**About this task:**
Set down every entry once more, exactly as it appears.

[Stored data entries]
Segment Open

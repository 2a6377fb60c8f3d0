//! inference — post-estimation uncertainty for fitted ETAS models.
//!
//! Purpose
//! -------
//! Compute classical (observed-information) standard errors at a fitted
//! parameter vector. The observed information is the finite-difference
//! Hessian of the analytic negative log-likelihood gradient, taken in model
//! space so the reported errors are on the same scale as the estimates.
//!
//! Conventions
//! -----------
//! - Pure numerics: no logging, no global state. Failures are returned as
//!   `OptResult` and the caller decides whether they are fatal (the fit
//!   orchestrator logs and carries on without standard errors).
//!
//! Testing notes
//! -------------
//! - Unit tests in [`hessian`] check the eigen-based solve on quadratics with
//!   known information matrices and the ETAS wrapper on a small catalog.

pub mod hessian;

// ---- Re-exports (primary surface) -----------------------------------------

pub use self::hessian::{calc_standard_errors, etas_standard_errors};

pub mod prelude {
    pub use super::hessian::{calc_standard_errors, etas_standard_errors};
}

Segment Closed

**Written solution:**
repository 2a6377fb60c8f3d0
//! inference — post-estimation uncertainty for fitted ETAS models.
//!
//! Purpose
//! -------
//! Compute classical (observed-information) standard errors at a fitted
//! parameter vector. The observed information is the finite-difference
//! Hessian of the analytic negative log-likelihood gradient, taken in model
//! space so the reported errors are on the same scale as the estimates.
//!
//! Conventions
//! -----------
//! - Pure numerics: no logging, no global state. Failures are returned as
//!   `OptResult` and the caller decides whether they are fatal (the fit
//!   orchestrator logs and carries on without standard errors).
//!
//! Testing notes
//! -------------
//! - Unit tests in [`hessian`] check the eigen-based solve on quadratics with
//!   known information matrices and the ETAS wrapper on a small catalog.

pub mod hessian;

// ---- Re-exports (primary surface) -----------------------------------------

pub use self::hessian::{calc_standard_errors, etas_standard_errors};

pub mod prelude {
    pub use super::hessian::{calc_standard_errors, etas_standard_errors};
}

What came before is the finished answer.